SIX MONTHS ENDED JUNE 30, 1998 (PRO FORMA) COMPARED WITH SIX MONTHS ENDED JUNE
30, 1997 (PRO FORMA)
 
  The following discussion gives pro forma effect to the Transactions as if
they had occurred as of January 1, 1998 and 1997, and is provided for
informational purposes. It does not purport to be indicative of the results
which would have actually been obtained had the Transactions been completed on
the dates indicated or which may be expected to occur in the future.
 
  The Systems served 126,985 basic subscribers at June 30, 1998 compared with
124,880 basic subscribers at June 30, 1997, an increase of 2,105 subscribers
or 1.7%. Homes passed increased to 180,561 at June 30, 1998 from 176,985 at
June 30, 1997, an increase of 3,576 homes passed or 2.0%. Premium service
units decreased to 60,189 at June 30, 1998 from 64,800 at June 30, 1997.
 
  Revenues.
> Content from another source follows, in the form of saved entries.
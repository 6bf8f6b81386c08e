//! Framing: length prefix (4 bytes BE) + type tag (1 byte) + bincode payload.

use bincode::Options;
use serde::de::DeserializeOwned;
use serde::Serialize;

use crate::protocol::{
    Body, FilePayload, Message, MessageKind, PresencePayload, SystemPayload, TextPayload,
    Timestamp, UserInfoPayload,
};

pub const LEN_SIZE: usize = 4;
pub const MAX_FRAME_LEN: u32 = 16 * 1024 * 1024; // 16 MiB

fn codec() -> impl Options {
    bincode::DefaultOptions::new()
        .with_fixint_encoding()
        .reject_trailing_bytes()
}

fn encode_payload<T: Serialize>(
    out: &mut Vec<u8>,
    timestamp: Timestamp,
    payload: &T,
) -> Result<(), FrameEncodeError> {
    let bytes = codec()
        .serialize(&(timestamp, payload))
        .map_err(FrameEncodeError::Encode)?;
    out.extend_from_slice(&bytes);
    Ok(())
}

fn decode_payload<T: DeserializeOwned>(bytes: &[u8]) -> Result<(Timestamp, T), FrameDecodeError> {
    codec()
        .deserialize::<(Timestamp, T)>(bytes)
        .map_err(FrameDecodeError::Decode)
}

/// Encode a message into a single frame: 4 bytes BE length, then tag and bincode payload.
pub fn encode_frame(msg: &Message) -> Result<Vec<u8>, FrameEncodeError> {
    let mut body = Vec::with_capacity(64);
    body.push(msg.kind().tag());
    match &msg.body {
        Body::Text(p) => encode_payload(&mut body, msg.timestamp, p)?,
        Body::File(p) => encode_payload(&mut body, msg.timestamp, p)?,
        Body::System(p) => encode_payload(&mut body, msg.timestamp, p)?,
        Body::UserInfo(p) => encode_payload(&mut body, msg.timestamp, p)?,
        Body::Connection(p) | Body::Disconnection(p) => {
            encode_payload(&mut body, msg.timestamp, p)?
        }
    }
    if body.len() > MAX_FRAME_LEN as usize {
        return Err(FrameEncodeError::TooLarge(body.len()));
    }
    let len = body.len() as u32;
    let mut out = Vec::with_capacity(LEN_SIZE + body.len());
    out.extend_from_slice(&len.to_be_bytes());
    out.extend_from_slice(&body);
    Ok(out)
}

/// Error encoding a message into a frame (bincode or size limit).
#[derive(Debug, thiserror::Error)]
pub enum FrameEncodeError {
    #[error("encode error: {0}")]
    Encode(#[source] bincode::Error),
    #[error("frame too large ({0} bytes)")]
    TooLarge(usize),
}

/// Read the length prefix. Rejects lengths that can never form a valid frame.
pub fn frame_len(prefix: [u8; LEN_SIZE]) -> Result<usize, FrameDecodeError> {
    let len = u32::from_be_bytes(prefix);
    if len == 0 {
        return Err(FrameDecodeError::Empty);
    }
    if len > MAX_FRAME_LEN {
        return Err(FrameDecodeError::TooLarge(len));
    }
    Ok(len as usize)
}

/// Decode the bytes following the length prefix (tag + payload). The whole slice must be consumed.
pub fn decode_body(bytes: &[u8]) -> Result<Message, FrameDecodeError> {
    let (&tag, rest) = bytes.split_first().ok_or(FrameDecodeError::Empty)?;
    let kind = MessageKind::from_tag(tag).ok_or(FrameDecodeError::UnknownTag(tag))?;
    let (timestamp, body) = match kind {
        MessageKind::Text => {
            let (ts, p) = decode_payload::<TextPayload>(rest)?;
            (ts, Body::Text(p))
        }
        MessageKind::File => {
            let (ts, p) = decode_payload::<FilePayload>(rest)?;
            (ts, Body::File(p))
        }
        MessageKind::System => {
            let (ts, p) = decode_payload::<SystemPayload>(rest)?;
            (ts, Body::System(p))
        }
        MessageKind::UserInfo => {
            let (ts, p) = decode_payload::<UserInfoPayload>(rest)?;
            (ts, Body::UserInfo(p))
        }
        MessageKind::Connection => {
            let (ts, p) = decode_payload::<PresencePayload>(rest)?;
            (ts, Body::Connection(p))
        }
        MessageKind::Disconnection => {
            let (ts, p) = decode_payload::<PresencePayload>(rest)?;
            (ts, Body::Disconnection(p))
        }
    };
    Ok(Message { timestamp, body })
}

/// Decode one frame from the front of `bytes`. Returns the message and the number of bytes consumed.
/// `NeedMore` means the buffer holds less than one full frame; every other error is terminal.
pub fn decode_frame(bytes: &[u8]) -> Result<(Message, usize), FrameDecodeError> {
    if bytes.len() < LEN_SIZE {
        return Err(FrameDecodeError::NeedMore);
    }
    let len = frame_len([bytes[0], bytes[1], bytes[2], bytes[3]])?;
    if bytes.len() < LEN_SIZE + len {
        return Err(FrameDecodeError::NeedMore);
    }
    let msg = decode_body(&bytes[LEN_SIZE..LEN_SIZE + len])?;
    Ok((msg, LEN_SIZE + len))
}

/// Error decoding a frame. Anything but `NeedMore` means the stream can no longer be trusted.
#[derive(Debug, thiserror::Error)]
pub enum FrameDecodeError {
    #[error("need more bytes")]
    NeedMore,
    #[error("empty frame")]
    Empty,
    #[error("frame too large ({0} bytes)")]
    TooLarge(u32),
    #[error("unknown message type tag {0}")]
    UnknownTag(u8),
    #[error("decode error: {0}")]
    Decode(#[source] bincode::Error),
}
Revenues increased $2.9 million, or 11.8%, to $28.1 million for
the six months ended June 30, 1998 from $25.2 million for the six months ended
June 30, 1997. There were no pro forma adjustments to revenues.
 
  The increase in revenues for the six months ended June 30, 1998 resulted
primarily from increases in basic revenue and other revenue. Basic revenue
increased due to an increase in the weighted average monthly subscription rate
for basic service to $7.88 in 1998 from $7.69 in 1997 and an increase in the
weighted average monthly subscription rate from CPST to $20.28 in 1998 from
$17.33 in 1997. In addition, basic revenue increased due to the increase in
subscribers in the six months ended June 30, 1998. Other revenue components
including home shopping, pay per view and advertising revenue increased, while
additional outlet revenue decreased.